The FY18 budget calls for an allocation of TWD331.8 billion ($10.95 billion) toward defense, which would make this area the largest of all government expenditures at 16.7 percent of the total national budget.
The proposed defense earmark also represents a 3 percent year-on-year nominal increase over the actual 2017 allocation.
On the face of it, the proposed 2018 budget indicates a re-orientation by the center-left government of President Tsai Ing-wen toward defense investment following a period of diplomatic outreach to mainland China as favored by the previous administration of President Ma Ying-jeou.
Ma’s preference for soft power alternatives and closer relations with China rendered the defense budget largely an afterthought. Despite an early 2008 pledge to maintain a defense spending level equal to 3 percent of GDP, by the time he exited office in 2016 the military budget had steadily declined to just 1.9 percent of GDP.
The budgetary volte-face put forth last week comes as the Taiwanese military confronts a host of maladies, most prominent being lowered morale, faltering recruitment drives, and lackluster training.
The 2018 national defense budget proposal features an earmark of TWD154 billion for personnel costs, representing 46 percent of the entire military allocation. The provision of greater funding for personnel – nearly a 5 percent uptick from 2017 – is largely the result of the need to replenish pension reserves, which have suffered from an increasing deficit.
President Tsai Ing-wen made it apparent upon taking office in May 2016 that increases to the defense budget would favor social improvement (hikes in soldiers’ salaries and benefits) in order to entice prospective enlistees by making military service a more attractive career option.
This goal is crucial, as the introduction in Taiwan of volunteer military service in February 2013 has resulted in missed recruitment targets and, in parallel with a reduction in the period of conscripted service, a shrinking military and an increasingly hollow reservist system. Perhaps most notably, morale within the armed forces had reportedly waned during the rule of the previous government, with the result being an increase in the number of Taiwanese military brass successfully recruited by Chinese intelligence agencies for espionage purposes.

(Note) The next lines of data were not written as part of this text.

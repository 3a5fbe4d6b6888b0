//! Indicator columns aligned with a series.

use serde::Serialize;
use std::collections::BTreeMap;
use tickerscope_core::error::IndicatorError;
use tickerscope_core::traits::Indicator;
use tickerscope_core::types::Series;
use tracing::debug;

use crate::{Rsi, Sma};

/// Moving averages and RSI over a series' closes.
///
/// Every column has exactly one slot per bar. A slot is `None` until the
/// indicator has enough history; short series are not an error.
#[derive(Debug, Clone, PartialEq, Serialize)]
pub struct IndicatorFrame {
    len: usize,
    moving_averages: BTreeMap<usize, Vec<Option<f64>>>,
    rsi_window: usize,
    rsi: Vec<Option<f64>>,
}

impl IndicatorFrame {
    /// Compute one SMA per window and one RSI column.
    pub fn compute(
        series: &Series,
        ma_windows: &[usize],
        rsi_window: usize,
    ) -> Result<Self, IndicatorError> {
        if let Some(&zero) = ma_windows.iter().find(|&&w| w == 0) {
            return Err(IndicatorError::InvalidParameter(format!(
                "moving average window must be greater than 0, got {}",
                zero
            )));
        }
        if rsi_window == 0 {
            return Err(IndicatorError::InvalidParameter(
                "RSI window must be greater than 0".into(),
            ));
        }

        let closes = series.closes();

        let moving_averages: BTreeMap<usize, Vec<Option<f64>>> = ma_windows
            .iter()
            .map(|&window| (window, Sma::new(window).calculate_aligned(&closes)))
            .collect();
        let rsi = Rsi::new(rsi_window).calculate_aligned(&closes);

        debug!(
            symbol = series.symbol(),
            bars = closes.len(),
            ma_windows = ?ma_windows,
            rsi_window,
            "Computed indicator frame"
        );

        Ok(Self {
            len: closes.len(),
            moving_averages,
            rsi_window,
            rsi,
        })
    }

    /// Number of slots in every column.
    pub fn len(&self) -> usize {
        self.len
    }

    pub fn is_empty(&self) -> bool {
        self.len == 0
    }

    /// SMA column for a window, if that window was computed.
    pub fn moving_average(&self, window: usize) -> Option<&[Option<f64>]> {
        self.moving_averages.get(&window).map(Vec::as_slice)
    }

    /// RSI column.
    pub fn rsi(&self) -> &[Option<f64>] {
        &self.rsi
    }

    /// All columns keyed by name (`MA_5`, `RSI_14`, ...).
    pub fn columns(&self) -> BTreeMap<String, Vec<Option<f64>>> {
        let mut columns: BTreeMap<String, Vec<Option<f64>>> = self
            .moving_averages
            .iter()
            .map(|(window, values)| (format!("MA_{}", window), values.clone()))
            .collect();
        columns.insert(format!("RSI_{}", self.rsi_window), self.rsi.clone());
        columns
    }
}

#[cfg(test)]
mod tests {
    use super::*;
    use tickerscope_core::types::{Bar, Timeframe};

    fn series_from_closes(closes: &[f64]) -> Series {
        let bars = closes
            .iter()
            .enumerate()
            .map(|(i, &c)| Bar::new(i as i64 * 3_600_000, c, c + 1.0, c - 1.0, c, 1000.0))
            .collect();
        Series::new("TEST", Timeframe::Hour1, bars).unwrap()
    }

    #[test]
    fn test_columns_are_aligned() {
        let closes: Vec<f64> = (0..70).map(|i| 100.0 + i as f64).collect();
        let frame = IndicatorFrame::compute(&series_from_closes(&closes), &[5, 30, 60], 14).unwrap();

        assert_eq!(frame.len(), 70);
        for window in [5, 30, 60] {
            let column = frame.moving_average(window).unwrap();
            assert_eq!(column.len(), 70);
            assert!(column[window - 2].is_none());
            assert!(column[window - 1].is_some());
        }
        assert_eq!(frame.rsi().len(), 70);
        assert!(frame.rsi()[13].is_none());
        assert_eq!(frame.rsi()[14], Some(100.0));
    }

    #[test]
    fn test_short_series_stays_absent() {
        let frame = IndicatorFrame::compute(&series_from_closes(&[1.0, 2.0, 3.0]), &[5, 30], 14).unwrap();

        assert!(frame.moving_average(5).unwrap().iter().all(Option::is_none));
        assert!(frame.moving_average(30).unwrap().iter().all(Option::is_none));
        assert!(frame.rsi().iter().all(Option::is_none));
    }

    #[test]
    fn test_zero_window_rejected() {
        let series = series_from_closes(&[1.0, 2.0]);

        assert!(IndicatorFrame::compute(&series, &[0, 5], 14).is_err());
        assert!(IndicatorFrame::compute(&series, &[5], 0).is_err());
    }

    #[test]
    fn test_column_names() {
        let frame = IndicatorFrame::compute(&series_from_closes(&[1.0, 2.0]), &[60, 5], 14).unwrap();
        let names: Vec<String> = frame.columns().into_keys().collect();

        assert_eq!(names, vec!["MA_5", "MA_60", "RSI_14"]);
    }
}
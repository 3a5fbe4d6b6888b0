//! Configuration management.

mod settings;

pub use settings::{
    AnalysisConfig, AppConfig, AppSettings, DataConfig, DataSourceKind, LoggingConfig,
    OutputConfig, RunConfig,
};

use config::{Config, ConfigError, Environment, File};
use std::path::Path;

/// Load configuration from file and environment.
///
/// Environment variables use the `TICKERSCOPE__SECTION__KEY` form, e.g.
/// `TICKERSCOPE__RUN__TICKERS=AAPL,MSFT`.
pub fn load_config(path: &Path) -> Result<AppConfig, ConfigError> {
    let config = Config::builder()
        .add_source(File::from(path).required(true))
        .add_source(
            Environment::with_prefix("TICKERSCOPE")
                .separator("__")
                .list_separator(",")
                .with_list_parse_key("run.tickers")
                .with_list_parse_key("analysis.ma_windows")
                .try_parsing(true),
        )
        .build()?;

    config.try_deserialize()
}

Yet while the Tsai government prioritizes personnel investment, the remainder of the defense budgetary pie shrinks. The earmark for capitalization (i.e., equipment purchases, maintenance and upgrades) will fall under the FY18 defense budget from TWD83.7 billion ($2.76 billion) in 2017 to TWD78.8 billion ($2.6 billion) – a 6 percent reduction.
The stagnation in year-on-year capitalization funding hinders critical military-technological innovation and acquisition efforts, as required to counter the improving capabilities of the People’s Liberation Army (PLA).
The prioritization by Tsai Ing-wen’s government of improved livability standards for the military and an improvement in military service overall is, of course, crucial, as the armed forces lack popular support on an island with a long memory of martial law. This period, from 1949 to 1987 – referred to as the “white terror” – involved severe suppression of political dissent and preferential budgetary treatment accorded to the military under the ruling Kuomintang (KMT, or Chinese Nationalist Party).
Nor has the military done much to acquit itself in the public eye in recent years, with multiple internal and external transgressions ranging from the death of a corporal due to forced physical exertion and a warrantless military police raid on an innocent civilian serving to intensify the public backlash against the armed services.
Furthermore, while Ma’s outreach toward China did result in improved relations and a lessening of tensions with Beijing, the flip side was erosion in the public perception of mainland China as a direct strategic threat. Not only do many Taiwanese today view conflict with China as unlikely, they also see expensive military modernization efforts as unnecessarily wasteful and – when compared to the PLA capability and capacity – ultimately ineffectual.
Thus, the Tsai administration is battling two different issues on separate – though interconnected – fronts: the first being the need to address the internal military culture by reversing waning morale and eroding discipline, and the second being the need to improve public perception of the armed forces in the hopes of improving recruitment and, in turn, the professionalism of the military.
If successful in these two endeavors, the Taiwanese government will have taken a crucial first step that may eventually allow it the political – and by extension fiscal – breathing room with which to undertake its plans to bolster Taiwan’s local defense industry in the areas of aerospace (both manned and unmanned platforms), shipbuilding (including submarines), and cyber defense and awareness.
Such steps would enable Taiwan to lessen its dependence upon foreign suppliers for the defense hardware and vital technologies required in a global environment where China has, with increasing success, diplomatically isolated the island state.
The defense budget proposal, therefore, appears to represent a first step toward achieving a much broader initiative, that of stanching the internal bleeding of an overstretched and understrength military.
But in order for the military to increase and enhance its combined arms, joint forces and reservist training, and improve its ability to conduct counterintelligence operations against China’s propaganda and its psychological and espionage efforts, even greater funding will be needed. Perhaps at that time, greater investment focus on military modernization and defense industrial innovation will follow.